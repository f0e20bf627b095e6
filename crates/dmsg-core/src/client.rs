//! dmsg client.
//!
//! A client keeps sessions to at least `min_sessions` relays, publishes the
//! set of relays it can be reached through, and dials or accepts streams
//! over those sessions.

use crate::addr::Addr;
use crate::backoff::Backoff;
use crate::client_session::ClientSession;
use crate::config::ClientConfig;
use crate::entity::{EntityCommon, SessionEvent};
use crate::error::Error;
use crate::listener::{Listener, PortManager};
use crate::session::{configure_tcp, initiate};
use crate::stream::{Stream, StreamInfo};
use dmsg_crypto::{PublicKey, SecretKey};
use dmsg_discovery::{ClientInfo, DiscoveryClient, DiscoveryError, Entry};
use std::collections::HashMap;
use std::net::SocketAddr;
use std::sync::atomic::{AtomicBool, Ordering};
use std::sync::{Arc, Mutex};
use std::time::Duration;
use tokio::net::TcpStream;
use tokio::sync::{mpsc, watch};
use tokio_util::sync::CancellationToken;
use tracing::{debug, info, warn};

/// Sleep for `d`; returns `false` if cancelled first.
pub(crate) async fn sleep_or_cancel(cancel: &CancellationToken, d: Duration) -> bool {
    tokio::select! {
        () = cancel.cancelled() => false,
        () = tokio::time::sleep(d) => true,
    }
}

struct ClientInner {
    entity: Arc<EntityCommon<ClientSession>>,
    config: ClientConfig,
    ports: Arc<PortManager>,
    dial_locks: Mutex<HashMap<PublicKey, Arc<tokio::sync::Mutex<()>>>>,
    entry: tokio::sync::Mutex<Option<Entry>>,
    ready: watch::Sender<bool>,
    closed: AtomicBool,
}

/// A dmsg client. Cloning yields another handle to the same client.
#[derive(Clone)]
pub struct Client {
    inner: Arc<ClientInner>,
}

impl Client {
    /// Create a client. Nothing runs until [`Client::serve`] is called.
    ///
    /// # Errors
    ///
    /// Returns [`Error::Config`] if `config` does not validate.
    pub fn new(
        sk: SecretKey,
        disc: Arc<dyn DiscoveryClient>,
        config: ClientConfig,
    ) -> Result<Self, Error> {
        config.validate()?;
        let (ready, _) = watch::channel(false);
        Ok(Self {
            inner: Arc::new(ClientInner {
                entity: EntityCommon::new(sk, disc),
                config,
                ports: PortManager::new(),
                dial_locks: Mutex::new(HashMap::new()),
                entry: tokio::sync::Mutex::new(None),
                ready,
                closed: AtomicBool::new(false),
            }),
        })
    }

    /// Identity of this client
    #[must_use]
    pub fn local_pk(&self) -> PublicKey {
        self.inner.entity.pk()
    }

    /// Number of live relay sessions
    #[must_use]
    pub fn session_count(&self) -> usize {
        self.inner.entity.session_count()
    }

    /// Relays with a live session, sorted
    #[must_use]
    pub fn sessions(&self) -> Vec<PublicKey> {
        self.inner.entity.session_keys()
    }

    /// Keep relay sessions alive until the client is closed.
    ///
    /// Discovery and connection failures are retried with backoff; they
    /// never end the loop.
    ///
    /// # Errors
    ///
    /// Returns [`Error::EntityClosed`] if the client is already closed.
    pub async fn serve(&self) -> Result<(), Error> {
        let entity = &self.inner.entity;
        let cancel = entity.cancel().clone();
        if cancel.is_cancelled() {
            return Err(Error::EntityClosed);
        }
        if let Some(events) = entity.take_events() {
            entity.spawn(republish(self.inner.clone(), events));
        }

        let mut backoff = Backoff::new(self.inner.config.backoff.clone());
        loop {
            if cancel.is_cancelled() {
                break;
            }
            let delay = if entity.session_count() >= self.inner.config.min_sessions {
                backoff.initial()
            } else {
                match self.connect_more().await {
                    Ok(true) => {
                        backoff.reset();
                        continue;
                    }
                    Ok(false) => backoff.next_delay(),
                    Err(e) => {
                        warn!(error = %e, "Failed to fetch available servers");
                        backoff.next_delay()
                    }
                }
            };
            if !sleep_or_cancel(&cancel, delay).await {
                break;
            }
        }
        debug!(pk = %self.local_pk().short(), "Client serve loop stopped");
        Ok(())
    }

    /// Try available relays until `min_sessions` is reached. Returns whether
    /// any session was added.
    async fn connect_more(&self) -> Result<bool, Error> {
        let entity = &self.inner.entity;
        let servers = entity.disc().available_servers().await?;
        let mut added = false;
        for server in servers {
            if entity.session_count() >= self.inner.config.min_sessions {
                break;
            }
            if entity.session(&server.static_pk).is_some() {
                continue;
            }
            match self.ensure_session(server.static_pk).await {
                Ok(_) => added = true,
                Err(e) => {
                    warn!(remote_pk = %server.static_pk.short(), error = %e, "Failed to establish session");
                }
            }
        }
        Ok(added)
    }

    fn dial_lock(&self, pk: PublicKey) -> Arc<tokio::sync::Mutex<()>> {
        self.inner
            .dial_locks
            .lock()
            .unwrap_or_else(|e| e.into_inner())
            .entry(pk)
            .or_default()
            .clone()
    }

    /// Session to relay `pk`, establishing one if needed.
    ///
    /// Concurrent calls for the same relay share one connection attempt.
    ///
    /// # Errors
    ///
    /// Fails if the relay has no server entry, cannot be reached or fails
    /// the session handshake.
    pub async fn ensure_session(&self, pk: PublicKey) -> Result<Arc<ClientSession>, Error> {
        let entity = &self.inner.entity;
        if let Some(session) = entity.session(&pk) {
            return Ok(session);
        }
        let lock = self.dial_lock(pk);
        let _guard = lock.lock().await;
        if let Some(session) = entity.session(&pk) {
            return Ok(session);
        }
        if entity.cancel().is_cancelled() {
            return Err(Error::EntityClosed);
        }

        let entry = entity.disc().entry(&pk).await?;
        let server = entry.server.ok_or(Error::DiscEntryIsNotServer)?;
        self.connect_session(pk, &server.address).await
    }

    async fn connect_session(&self, pk: PublicKey, address: &str) -> Result<Arc<ClientSession>, Error> {
        let entity = &self.inner.entity;
        let sk = entity.sk().clone();
        let connect = async {
            let mut conn = TcpStream::connect(address).await?;
            configure_tcp(&conn, self.inner.config.keepalive)?;
            initiate(&mut conn, &sk, pk).await?;
            Ok::<_, Error>(conn)
        };
        let conn = tokio::time::timeout(self.inner.config.session_handshake_timeout, connect)
            .await
            .map_err(|_| Error::Timeout)??;

        let relay_addr = conn.peer_addr().ok();
        let session = ClientSession::start(
            conn,
            relay_addr,
            sk,
            pk,
            self.inner.ports.clone(),
            self.inner.config.local_window,
            entity.cancel().child_token(),
        );
        if let Err(e) = entity.add_session(session.clone()) {
            session.common().close();
            return Err(e);
        }
        Ok(session)
    }

    /// Dial a stream to `addr`.
    ///
    /// Prefers a relay this client already has a session with; otherwise
    /// connects to the remote's delegated relays in order.
    ///
    /// # Errors
    ///
    /// Discovery errors if the remote is not a reachable client,
    /// [`Error::CannotConnectToDelegated`] if none of its relays can be
    /// reached, or the stream handshake error reported by the remote.
    pub async fn dial(&self, addr: Addr) -> Result<Stream, Error> {
        if self.inner.closed.load(Ordering::Acquire) {
            return Err(Error::EntityClosed);
        }
        let entity = &self.inner.entity;
        let entry = entity.disc().entry(&addr.pk).await?;
        let delegated = entry
            .client
            .ok_or(Error::DiscEntryIsNotClient)?
            .delegated_servers;
        if delegated.is_empty() {
            return Err(Error::DiscEntryHasNoDelegated);
        }

        let timeout = self.inner.config.handshake_timeout;
        for relay in &delegated {
            if let Some(session) = entity.session(relay) {
                return session.dial(addr, timeout).await;
            }
        }
        for relay in &delegated {
            match self.ensure_session(*relay).await {
                Ok(session) => return session.dial(addr, timeout).await,
                Err(e) => {
                    debug!(relay = %relay.short(), error = %e, "Delegated server unreachable");
                }
            }
        }
        Err(Error::CannotConnectToDelegated)
    }

    /// Network addresses of the relays with a live session
    #[must_use]
    pub fn connected_servers(&self) -> Vec<SocketAddr> {
        let mut addrs: Vec<SocketAddr> = self
            .inner
            .entity
            .sessions()
            .iter()
            .filter_map(|session| session.relay_addr())
            .collect();
        addrs.sort();
        addrs
    }

    /// Snapshot of every established stream over every relay session
    #[must_use]
    pub fn all_streams(&self) -> Vec<StreamInfo> {
        self.inner
            .entity
            .sessions()
            .iter()
            .flat_map(|session| session.streams())
            .collect()
    }

    /// Remote clients with an established stream, each mapped to the
    /// sorted relays carrying those streams
    #[must_use]
    pub fn connections_summary(&self) -> HashMap<PublicKey, Vec<PublicKey>> {
        let mut summary: HashMap<PublicKey, Vec<PublicKey>> = HashMap::new();
        for info in self.all_streams() {
            summary.entry(info.remote.pk).or_default().push(info.server_pk);
        }
        for relays in summary.values_mut() {
            relays.sort();
            relays.dedup();
        }
        summary
    }

    /// Listen for streams on `port`.
    ///
    /// # Errors
    ///
    /// [`Error::PortOccupied`] if the port is taken, [`Error::EntityClosed`]
    /// after close.
    pub fn listen(&self, port: u16) -> Result<Listener, Error> {
        self.inner
            .ports
            .listen(Addr::new(self.local_pk(), port), self.inner.config.accept_buffer)
    }

    /// Resolves once an entry with at least one delegated relay has been
    /// published.
    ///
    /// # Errors
    ///
    /// Returns [`Error::EntityClosed`] if the client closes first.
    pub async fn ready(&self) -> Result<(), Error> {
        let mut rx = self.inner.ready.subscribe();
        let cancel = self.inner.entity.cancel();
        let ready = tokio::select! {
            r = rx.wait_for(|ready| *ready) => r.is_ok(),
            () = cancel.cancelled() => false,
        };
        if ready { Ok(()) } else { Err(Error::EntityClosed) }
    }

    /// Close sessions, listeners and streams, join background tasks and
    /// remove the entry from discovery. Closing twice is a no-op.
    pub async fn close(&self) {
        if self.inner.closed.swap(true, Ordering::AcqRel) {
            return;
        }
        self.inner.ports.close_all();
        self.inner.entity.shutdown().await;

        if let Some(entry) = self.inner.entry.lock().await.take() {
            if let Err(e) = self.inner.entity.disc().del_entry(&entry).await {
                debug!(error = %e, "Failed to delete client entry");
            }
        }
        info!(pk = %self.local_pk().short(), "Client closed");
    }
}

impl std::fmt::Debug for Client {
    fn fmt(&self, f: &mut std::fmt::Formatter<'_>) -> std::fmt::Result {
        f.debug_struct("Client")
            .field("pk", &self.local_pk().short())
            .field("sessions", &self.session_count())
            .finish()
    }
}

impl ClientInner {
    /// Publish the current delegated set.
    async fn update_entry(&self) -> Result<(), Error> {
        let disc = self.entity.disc();
        let sk = self.entity.sk();
        let pk = self.entity.pk();
        let delegated = self.entity.session_keys();
        let info = ClientInfo {
            delegated_servers: delegated.clone(),
        };

        let mut slot = self.entry.lock().await;
        match slot.as_mut() {
            Some(entry) => {
                entry.client = Some(info);
                disc.put_entry(sk, entry).await?;
            }
            None => {
                let entry = match disc.entry(&pk).await {
                    Ok(mut remote) => {
                        remote.client = Some(info);
                        disc.put_entry(sk, &mut remote).await?;
                        remote
                    }
                    Err(DiscoveryError::EntryNotFound) => {
                        let mut entry = Entry::new_client(pk, 0, delegated.clone());
                        entry.sign(sk);
                        disc.post_entry(&entry).await?;
                        entry
                    }
                    Err(e) => return Err(e.into()),
                };
                *slot = Some(entry);
            }
        }
        drop(slot);

        debug!(pk = %pk.short(), delegated = delegated.len(), "Client entry published");
        if !delegated.is_empty() {
            self.ready.send_replace(true);
        }
        Ok(())
    }
}

/// Single task publishing the client entry on session changes and every
/// `update_interval`.
async fn republish(inner: Arc<ClientInner>, mut events: mpsc::UnboundedReceiver<SessionEvent>) {
    let cancel = inner.entity.cancel().clone();
    let mut backoff = Backoff::new(inner.config.backoff.clone());
    let mut ticker = tokio::time::interval(inner.config.update_interval);
    ticker.set_missed_tick_behavior(tokio::time::MissedTickBehavior::Delay);
    ticker.tick().await;

    loop {
        let dirty = tokio::select! {
            biased;
            () = cancel.cancelled() => break,
            event = events.recv() => match event {
                Some(event) => {
                    debug!(?event, "Session set changed");
                    while events.try_recv().is_ok() {}
                    true
                }
                None => break,
            },
            _ = ticker.tick() => inner.entry.lock().await.is_some(),
        };
        if !dirty {
            continue;
        }
        loop {
            match inner.update_entry().await {
                Ok(()) => {
                    backoff.reset();
                    break;
                }
                Err(e) => {
                    let delay = backoff.next_delay();
                    warn!(error = %e, retry_in = ?delay, "Failed to publish client entry");
                    if !sleep_or_cancel(&cancel, delay).await {
                        return;
                    }
                }
            }
        }
    }
}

.....

* _Exercise directions_
All lines that hold the word "ClientInfo" should be copied from the data.

* _Reply_
use dmsg_discovery::{ClientInfo, DiscoveryClient, DiscoveryError, Entry};
        let info = ClientInfo {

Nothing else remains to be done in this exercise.